Ray Dalio – Great Investor and Early Adopter

All great investors have a process for their investing. They’ve created this process over many years of arduous work, research, testing and a few failures. Paul Tudor Jones, Kyle Bass, David Tepper, Seth Klarmin, Dan Loeb, Ray Dalio and others consider this process their secret sauce. Ray Dalio, not long after founding Bridgewater Associates out of his apartment in 1975, realized he could continue improving his returns by solidifying recurring lessons into "principles” and processes.
Integration of AI into Investing Processes is Accelerating
The advancements in artificial intelligence have been rapid from robotics to big data and algorithmic trading. Both quantitative and qualitative advancements are moving at a record pace. The pace and power of these advancements are causing both optimism and fear as humans struggle for control of the technology.

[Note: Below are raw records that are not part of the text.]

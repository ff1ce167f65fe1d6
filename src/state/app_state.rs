//! Application state shared across handlers

use std::sync::Arc;

use axum::extract::FromRef;

use crate::auth::{AuthService, TokenIssuer};
use crate::db::Database;
use crate::store::UserDirectory;

/// Shared application state
#[derive(Clone)]
pub struct AppState {
    pub auth_service: Arc<AuthService>,
    pub token_issuer: Arc<TokenIssuer>,
    pub users: Arc<dyn UserDirectory>,
    /// Present when running against PostgreSQL; `None` on the in-memory
    /// profile.
    pub db: Option<Database>,
}

impl AppState {
    pub fn new(
        auth_service: Arc<AuthService>,
        token_issuer: Arc<TokenIssuer>,
        users: Arc<dyn UserDirectory>,
        db: Option<Database>,
    ) -> Self {
        Self {
            auth_service,
            token_issuer,
            users,
            db,
        }
    }
}

impl FromRef<AppState> for Arc<AuthService> {
    fn from_ref(app_state: &AppState) -> Self {
        app_state.auth_service.clone()
    }
}

impl FromRef<AppState> for Arc<TokenIssuer> {
    fn from_ref(app_state: &AppState) -> Self {
        app_state.token_issuer.clone()
    }
}

impl FromRef<AppState> for Arc<dyn UserDirectory> {
    fn from_ref(app_state: &AppState) -> Self {
        app_state.users.clone()
    }
}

Whether Zuckerberg or Musk wins the debate, these advancements are going to continue and AI is here to stay. Algorithmic and high frequency trading (HFT) have thrust the investing world into the forefront of both the huge profits and disastrous losses possible when the world moves at machine speed and scale. Text Analytics, Computational Linguistics – Not Ready for Autonomous Investing
Quantitative AI has been around for some time. Applying AI to numbers was the low hanging fruit and gave rise to the first quant shops over a decade ago. Computational linguistics or qualitative AI is new to the game. Understanding language has been a challenge for computer scientists for decades. It’s messy ambiguous, complex and constantly changing. Despite the claims of vendors, it’s just not an easy or simple problem.
Investors find it difficult to understand what it does and how it can work for them. They know what they’d like (“Alexa, what trade should I execute today to beat all the other portfolio managers?”) but its not ready yet, and besides, if Alexa could do that, why would Jeff Bezos share it? They have difficulty trusting results from something that does not reflect their own bias and is risking their money. This will change over time. Early adopters have started developing and testing, learning the technology’s limits and adjusting. They will clearly benefit and as a result, be ahead of the curve. All successful investors will work this into their process. However, AI should not and will not replace the best investors. Its success will come from augmenting his or her abilities.
Ray Dalio fits the definition of early adopter, someone who seeks out new technologies that may give him a competitive advantage. He realized “the computer could replicate my thinking…. it could actually think better than I could because what it would do is ... it could process more information, it could process it faster, it could process it less emotionally." "Because you know the same things happen over and over again," Dalio told Henry Blodget. "The same things happen over and over again in the markets — everything that we've been through, every cycle. Everything has happened in the past. The same things happen over and over again in politics. Same things happen over and over again in our lives. If you can recognize this and have a way of anticipating recurring behavior — whether it's in markets or in people,” Dalio said, "that's an effective way of approaching the game that you're playing." Dalio likened building Bridgewater's portfolio in the early days to driving with a GPS.
He was in charge of the car, but he had an automated system guiding him along. "And to have that next to me was invaluable. It would learn; I would learn." Early adopters that incorporate qualitative AI tools into their investment process will have a clear advantage. They will have more time to analyze the information pertinent to them instead spending most of their time searching and reading. They will have tools to help them see good and bad trends developing without the liability of human bias. But they will have the ability to inject their expertise into the decision process when their AI can’t see context, outside or new to what its learned.
Ray Dalio’s GPS became an invaluable tool helping him navigate the physical world, but left him in charge. He could make sure the GPS didn’t send him off a bridge that just collapsed. Investors should think of AI in the same way.
Legendary investors like Ray Dalio and Warren Buffett had decades to perfect their processes and incorporate new tools and technologies. The next legendary investors will be the ones that did their homework, embraced the changes coming and harnessed the power of AI within their own investing process.